[Task]
Return each line of the records below that contains the word "wall".

[Stored items]
※

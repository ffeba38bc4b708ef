// -------------------------------------------------------------------------------------------------
//  Copyright (C) 2015-2026 Nautech Systems Pty Ltd. All rights reserved.
//  https://nautechsystems.io
//
//  Licensed under the GNU Lesser General Public License Version 3.0 (the "License");
//  You may not use this file except in compliance with the License.
//  You may obtain a copy of the License at https://www.gnu.org/licenses/lgpl-3.0.en.html
//
//  Unless required by applicable law or agreed to in writing, software
//  distributed under the License is distributed on an "AS IS" BASIS,
//  WITHOUT WARRANTIES OR CONDITIONS OF ANY KIND, either express or implied.
//  See the License for the specific language governing permissions and
//  limitations under the License.
// -------------------------------------------------------------------------------------------------

//! The request record submitted by a driver for each trace entry.

use crate::{ids::ObjId, time::RealTime};

/// A single cache access submitted by the driver.
#[derive(Debug, Clone, Copy, PartialEq, Eq)]
pub struct Request {
    /// The identifier of the object being accessed.
    pub obj_id: ObjId,
    /// The byte size of the object, excluding per-object overhead.
    pub obj_size: u32,
    /// The wall-clock time of the access, if the driver tracks it.
    pub real_time: Option<RealTime>,
}

impl Request {
    /// Creates a new [`Request`] with no wall-clock timestamp.
    #[must_use]
    pub const fn new(obj_id: ObjId, obj_size: u32) -> Self {
        Self {
            obj_id,
            obj_size,
            real_time: None,
        }
    }

    /// Creates a new [`Request`] carrying a wall-clock timestamp.
    #[must_use]
    pub const fn with_real_time(obj_id: ObjId, obj_size: u32, real_time: RealTime) -> Self {
        Self {
            obj_id,
            obj_size,
            real_time: Some(real_time),
        }
    }
}
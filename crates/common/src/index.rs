// -------------------------------------------------------------------------------------------------
//  Copyright (C) 2015-2026 Nautech Systems Pty Ltd. All rights reserved.
//  https://nautechsystems.io
//
//  Licensed under the GNU Lesser General Public License Version 3.0 (the "License");
//  You may not use this file except in compliance with the License.
//  You may obtain a copy of the License at https://www.gnu.org/licenses/lgpl-3.0.en.html
//
//  Unless required by applicable law or agreed to in writing, software
//  distributed under the License is distributed on an "AS IS" BASIS,
//  WITHOUT WARRANTIES OR CONDITIONS OF ANY KIND, either express or implied.
//  See the License for the specific language governing permissions and
//  limitations under the License.
// -------------------------------------------------------------------------------------------------

//! A concurrent chained hash index: fixed bucket count, separate chaining on collision,
//! and a pool of reader/writer lock stripes so unrelated buckets never contend.
//!
//! The bucket table is partitioned into `2^max(0, hashpower - 7)` stripes (see
//! [`rcachesim_core::hash::stripe_count`]); a bucket's stripe is its id masked by the
//! low bits of the stripe count, so adjacent buckets interleave across stripes rather
//! than clustering on one. There is no global lock: two operations on buckets in
//! different stripes run fully in parallel.

use std::sync::atomic::{AtomicUsize, Ordering};
use std::sync::RwLock;

use rand::Rng;
use rcachesim_core::hash::{bucket_index, stripe_count, stripe_index};
use rcachesim_core::ObjId;

use crate::record::{ObjectRecord, RecordHandle};

type Bucket = Option<Box<ObjectRecord>>;

struct Stripe {
    slots: Vec<Bucket>,
}

impl Drop for Stripe {
    // The derived drop for `Bucket` recurses one stack frame per chain node. Walk each
    // chain iteratively instead, so a long collision chain cannot overflow the stack.
    fn drop(&mut self) {
        for slot in &mut self.slots {
            let mut cursor = slot.take();
            while let Some(mut node) = cursor {
                cursor = node.hash_next.take();
            }
        }
    }
}

/// A concurrent, chained hash index keyed by [`ObjId`].
///
/// The index owns every resident [`ObjectRecord`] for as long as it is resident; callers
/// navigate records through [`RecordHandle`]s rather than taking ownership.
pub struct ChainedHashIndex {
    hashpower: u8,
    num_buckets: usize,
    num_stripes: usize,
    stripes: Vec<RwLock<Stripe>>,
    n_obj: AtomicUsize,
}

impl ChainedHashIndex {
    /// Creates an empty index with `2^hashpower` buckets.
    #[must_use]
    pub fn new(hashpower: u8) -> Self {
        let num_buckets = 1usize << hashpower;
        let num_stripes = stripe_count(hashpower);
        let buckets_per_stripe = num_buckets / num_stripes;

        let stripes = (0..num_stripes)
            .map(|_| {
                let mut slots = Vec::with_capacity(buckets_per_stripe);
                slots.resize_with(buckets_per_stripe, || None);
                RwLock::new(Stripe { slots })
            })
            .collect();

        Self {
            hashpower,
            num_buckets,
            num_stripes,
            stripes,
            n_obj: AtomicUsize::new(0),
        }
    }

    /// The number of resident records, read with acquire ordering to observe a
    /// consistent snapshot with respect to a preceding `insert`/`delete_by_id`.
    #[must_use]
    pub fn n_obj(&self) -> usize {
        self.n_obj.load(Ordering::Acquire)
    }

    fn locate(&self, id: ObjId) -> (usize, usize) {
        let bucket_id = bucket_index(id, self.hashpower);
        let stripe = stripe_index(bucket_id, self.num_stripes);
        let local = bucket_id >> self.num_stripes.trailing_zeros();
        (stripe, local)
    }

    /// Looks up `id`, returning a handle to the resident record if present.
    #[must_use]
    pub fn find(&self, id: ObjId) -> Option<RecordHandle> {
        let (stripe_idx, local_idx) = self.locate(id);
        let stripe = self.stripes[stripe_idx]
            .read()
            .unwrap_or_else(std::sync::PoisonError::into_inner);
        let mut cursor = stripe.slots[local_idx].as_ref();
        while let Some(record) = cursor {
            if record.obj_id == id {
                return Some(RecordHandle::from_box(record));
            }
            cursor = record.hash_next.as_ref();
        }
        None
    }

    /// Inserts `record` if no record with the same id is already resident; otherwise
    /// drops `record` and returns a handle to the existing one. Either way, the returned
    /// handle is resident in the index once this call returns.
    pub fn insert(&self, mut record: Box<ObjectRecord>) -> RecordHandle {
        let (stripe_idx, local_idx) = self.locate(record.obj_id);
        let mut stripe = self.stripes[stripe_idx]
            .write()
            .unwrap_or_else(std::sync::PoisonError::into_inner);

        let mut cursor = stripe.slots[local_idx].as_ref();
        while let Some(existing) = cursor {
            if existing.obj_id == record.obj_id {
                return RecordHandle::from_box(existing);
            }
            cursor = existing.hash_next.as_ref();
        }

        record.hash_next = stripe.slots[local_idx].take();
        stripe.slots[local_idx] = Some(record);
        self.n_obj.fetch_add(1, Ordering::AcqRel);
        RecordHandle::from_box(stripe.slots[local_idx].as_ref().unwrap())
    }

    /// Removes the record with the given id, if resident, dropping it. Returns whether
    /// a record was removed.
    pub fn delete_by_id(&self, id: ObjId) -> bool {
        let (stripe_idx, local_idx) = self.locate(id);
        let mut stripe = self.stripes[stripe_idx]
            .write()
            .unwrap_or_else(std::sync::PoisonError::into_inner);

        if stripe.slots[local_idx].as_ref().is_some_and(|r| r.obj_id == id) {
            let mut removed = stripe.slots[local_idx].take().unwrap();
            stripe.slots[local_idx] = removed.hash_next.take();
            self.n_obj.fetch_sub(1, Ordering::AcqRel);
            return true;
        }

        let mut prev = stripe.slots[local_idx].as_mut();
        while let Some(node) = prev {
            if node.hash_next.as_ref().is_some_and(|n| n.obj_id == id) {
                let mut removed = node.hash_next.take().unwrap();
                node.hash_next = removed.hash_next.take();
                self.n_obj.fetch_sub(1, Ordering::AcqRel);
                return true;
            }
            prev = node.hash_next.as_mut();
        }
        false
    }

    /// Returns a handle to an arbitrarily chosen resident record, or `None` if the
    /// index is empty.
    #[must_use]
    pub fn random_object(&self) -> Option<RecordHandle> {
        if self.n_obj() == 0 {
            return None;
        }
        let mut rng = rand::rng();
        loop {
            let bucket_id = rng.random_range(0..self.num_buckets);
            let stripe_idx = stripe_index(bucket_id, self.num_stripes);
            let local_idx = bucket_id >> self.num_stripes.trailing_zeros();
            let stripe = self.stripes[stripe_idx]
                .read()
                .unwrap_or_else(std::sync::PoisonError::into_inner);
            if let Some(record) = stripe.slots[local_idx].as_ref() {
                return Some(RecordHandle::from_box(record));
            }
        }
    }

    /// Visits every resident record exactly once, handing ownership to `visitor`. A
    /// visitor that drops its argument frees the record; a visitor that leaks or stores
    /// it takes over responsibility for eventually dropping it.
    pub fn foreach<F: FnMut(Box<ObjectRecord>)>(&self, mut visitor: F) {
        for stripe_lock in &self.stripes {
            let mut stripe = stripe_lock
                .write()
                .unwrap_or_else(std::sync::PoisonError::into_inner);
            for slot in &mut stripe.slots {
                let mut cursor = slot.take();
                while let Some(mut node) = cursor {
                    cursor = node.hash_next.take();
                    self.n_obj.fetch_sub(1, Ordering::AcqRel);
                    visitor(node);
                }
            }
        }
    }
}

#[cfg(test)]
mod tests {
    use std::sync::Arc;
    use std::thread;

    use rcachesim_core::VirtualTime;
    use rstest::rstest;

    use super::*;

    fn record(id: u64) -> Box<ObjectRecord> {
        Box::new(ObjectRecord::new(ObjId(id), 8, None, VirtualTime(0)))
    }

    #[rstest]
    fn test_insert_then_find_round_trips() {
        let index = ChainedHashIndex::new(8);
        index.insert(record(42));
        let handle = index.find(ObjId(42)).expect("record should be resident");
        assert_eq!(handle.obj_id(), ObjId(42));
        assert_eq!(index.n_obj(), 1);
    }

    #[rstest]
    fn test_find_missing_is_none() {
        let index = ChainedHashIndex::new(8);
        assert!(index.find(ObjId(1)).is_none());
    }

    #[rstest]
    fn test_insert_duplicate_keeps_existing_and_drops_newcomer() {
        let index = ChainedHashIndex::new(8);
        index.insert(record(1));
        index.insert(record(1));
        assert_eq!(index.n_obj(), 1);
    }

    #[rstest]
    fn test_delete_by_id_removes_record() {
        let index = ChainedHashIndex::new(8);
        index.insert(record(7));
        assert!(index.delete_by_id(ObjId(7)));
        assert!(index.find(ObjId(7)).is_none());
        assert_eq!(index.n_obj(), 0);
    }

    #[rstest]
    fn test_delete_by_id_missing_returns_false() {
        let index = ChainedHashIndex::new(8);
        assert!(!index.delete_by_id(ObjId(1)));
    }

    #[rstest]
    fn test_delete_from_middle_of_chain_preserves_siblings() {
        // Small hashpower forces collisions onto the same bucket.
        let index = ChainedHashIndex::new(1);
        for id in 0..20u64 {
            index.insert(record(id));
        }
        for id in 0..20u64 {
            assert!(index.delete_by_id(ObjId(id)), "id {id} should have been resident");
        }
        assert_eq!(index.n_obj(), 0);
    }

    #[rstest]
    fn test_foreach_visits_every_record_exactly_once() {
        let index = ChainedHashIndex::new(4);
        for id in 0..50u64 {
            index.insert(record(id));
        }
        let mut seen = Vec::new();
        index.foreach(|r| seen.push(r.obj_id));
        seen.sort_by_key(|id| id.0);
        let expected: Vec<ObjId> = (0..50u64).map(ObjId).collect();
        assert_eq!(seen, expected);
        assert_eq!(index.n_obj(), 0);
    }

    #[rstest]
    fn test_random_object_on_empty_index_is_none() {
        let index = ChainedHashIndex::new(8);
        assert!(index.random_object().is_none());
    }

    #[rstest]
    fn test_random_object_returns_a_resident_record() {
        let index = ChainedHashIndex::new(8);
        index.insert(record(3));
        let handle = index.random_object().expect("index is non-empty");
        assert_eq!(handle.obj_id(), ObjId(3));
    }

    #[rstest]
    fn test_concurrent_insert_find_delete_preserves_n_obj() {
        let index = Arc::new(ChainedHashIndex::new(10));
        let n_threads = 8;
        let per_thread = 125u64;

        thread::scope(|scope| {
            for t in 0..n_threads {
                let index = Arc::clone(&index);
                scope.spawn(move || {
                    let base = t * per_thread;
                    for offset in 0..per_thread {
                        let id = base + offset;
                        index.insert(record(id));
                    }
                    for offset in 0..per_thread {
                        let id = base + offset;
                        assert!(index.find(ObjId(id)).is_some());
                    }
                });
            }
        });

        assert_eq!(index.n_obj(), (n_threads * per_thread) as usize);

        thread::scope(|scope| {
            for t in 0..n_threads {
                let index = Arc::clone(&index);
                scope.spawn(move || {
                    let base = t * per_thread;
                    for offset in 0..per_thread {
                        let id = base + offset;
                        assert!(index.delete_by_id(ObjId(id)));
                    }
                });
            }
        });

        assert_eq!(index.n_obj(), 0);
    }
}
// -------------------------------------------------------------------------------------------------
//  Copyright (C) 2015-2026 Nautech Systems Pty Ltd. All rights reserved.
//  https://nautechsystems.io
//
//  Licensed under the GNU Lesser General Public License Version 3.0 (the "License");
//  You may not use this file except in compliance with the License.
//  You may obtain a copy of the License at https://www.gnu.org/licenses/lgpl-3.0.en.html
//
//  Unless required by applicable law or agreed to in writing, software
//  distributed under the License is distributed on an "AS IS" BASIS,
//  WITHOUT WARRANTIES OR CONDITIONS OF ANY KIND, either express or implied.
//  See the License for the specific language governing permissions and
//  limitations under the License.
// -------------------------------------------------------------------------------------------------

//! Object identifier newtype.

use std::fmt::{self, Display, Formatter};

/// A 64-bit identifier for a cache-resident object.
///
/// At most one resident record may carry a given `ObjId` at any instant.
#[derive(Debug, Clone, Copy, PartialEq, Eq, PartialOrd, Ord, Hash)]
pub struct ObjId(pub u64);

impl ObjId {
    /// Returns the raw 64-bit value.
    #[must_use]
    pub const fn value(self) -> u64 {
        self.0
    }
}

impl From<u64> for ObjId {
    fn from(value: u64) -> Self {
        Self(value)
    }
}

impl From<ObjId> for u64 {
    fn from(id: ObjId) -> Self {
        id.0
    }
}

impl Display for ObjId {
    fn fmt(&self, f: &mut Formatter<'_>) -> fmt::Result {
        write!(f, "{}", self.0)
    }
}

#[cfg(test)]
mod tests {
    use rstest::rstest;

    use super::*;

    #[rstest]
    fn test_roundtrip_conversion() {
        let id = ObjId::from(42u64);
        assert_eq!(id.value(), 42);
        assert_eq!(u64::from(id), 42);
    }

    #[rstest]
    fn test_ordering_matches_raw_value() {
        assert!(ObjId(1) < ObjId(2));
        assert_eq!(ObjId(5), ObjId(5));
    }

    #[rstest]
    fn test_display() {
        assert_eq!(ObjId(7).to_string(), "7");
    }
}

※

[Reply]
    /// The wall-clock time of the access, if the driver tracks it.
    /// Creates a new [`Request`] with no wall-clock timestamp.
    /// Creates a new [`Request`] carrying a wall-clock timestamp.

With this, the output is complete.